Stored items:
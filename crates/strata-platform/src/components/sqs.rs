use serde_json::{Value, json};
use strata_core::{ComplianceFramework, ComponentType};

use super::{QUEUE_SQS, compliance_tags, platform_tags, reference, tags_schema};

/// Message queue.
#[derive(Debug, Clone, Copy, Default)]
pub struct SqsQueue;

impl ComponentType for SqsQueue {
    fn type_name(&self) -> &'static str {
        "sqs-queue"
    }

    fn config_schema(&self) -> Value {
        json!({
            "type": "object",
            "additionalProperties": false,
            "required": ["visibilityTimeout"],
            "properties": {
                "fifo": { "type": "boolean" },
                "visibilityTimeout": { "type": "integer", "minimum": 0, "maximum": 43200 },
                "messageRetentionSeconds": { "type": "integer", "minimum": 60, "maximum": 1_209_600 },
                "deadLetter": {
                    "type": "object",
                    "additionalProperties": false,
                    "properties": {
                        "enabled": { "type": "boolean" },
                        "maxReceiveCount": { "type": "integer", "minimum": 1, "maximum": 1000 }
                    }
                },
                "encryption": { "enum": ["sqs-managed", "kms"] },
                "tags": tags_schema()
            }
        })
    }

    fn hardcoded_fallback(&self) -> Value {
        json!({
            "fifo": false,
            "visibilityTimeout": 30,
            "messageRetentionSeconds": 345_600,
            "deadLetter": { "enabled": false, "maxReceiveCount": 5 },
            "encryption": "sqs-managed"
        })
    }

    fn platform_defaults(&self) -> Value {
        json!({
            "deadLetter": { "enabled": true },
            "tags": platform_tags(self.type_name())
        })
    }

    fn framework_defaults(&self, framework: ComplianceFramework, _prior: &Value) -> Value {
        if !framework.is_fedramp() {
            return json!({});
        }
        json!({
            "encryption": "kms",
            "tags": compliance_tags(framework)
        })
    }

    fn policy_overrides(&self, framework: ComplianceFramework, _merged: &Value) -> Value {
        if framework >= ComplianceFramework::FedrampModerate {
            json!({ "encryption": "kms" })
        } else {
            json!({})
        }
    }

    fn provided_capabilities(&self) -> &'static [&'static str] {
        &[QUEUE_SQS]
    }

    fn capability_data(
        &self,
        capability: &str,
        component_name: &str,
        config: &Value,
    ) -> Option<Value> {
        if capability != QUEUE_SQS {
            return None;
        }
        Some(json!({
            "queueUrl": reference(component_name, "queueUrl"),
            "queueArn": reference(component_name, "arn"),
            "fifo": config.get("fifo").and_then(Value::as_bool).unwrap_or(false),
            "kms": config.get("encryption").and_then(Value::as_str) == Some("kms")
        }))
    }
}

#[cfg(test)]
mod tests {
    use super::*;

    #[test]
    fn test_kms_policy_from_moderate() {
        assert_eq!(
            SqsQueue.policy_overrides(ComplianceFramework::FedrampLow, &json!({})),
            json!({})
        );
        assert_eq!(
            SqsQueue.policy_overrides(ComplianceFramework::FedrampModerate, &json!({}))["encryption"],
            "kms"
        );
    }

    #[test]
    fn test_capability_data() {
        let data = SqsQueue
            .capability_data(QUEUE_SQS, "jobs", &json!({ "fifo": true, "encryption": "kms" }))
            .unwrap();
        assert_eq!(data["queueUrl"], "${ref:jobs.queueUrl}");
        assert_eq!(data["fifo"], true);
        assert_eq!(data["kms"], true);
    }
}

EXERCISE DESCRIPTION: For this exercise, copy every line of the data that holds "additionalProperties".

TASK OUTPUT:
            "additionalProperties": false,
                    "additionalProperties": false,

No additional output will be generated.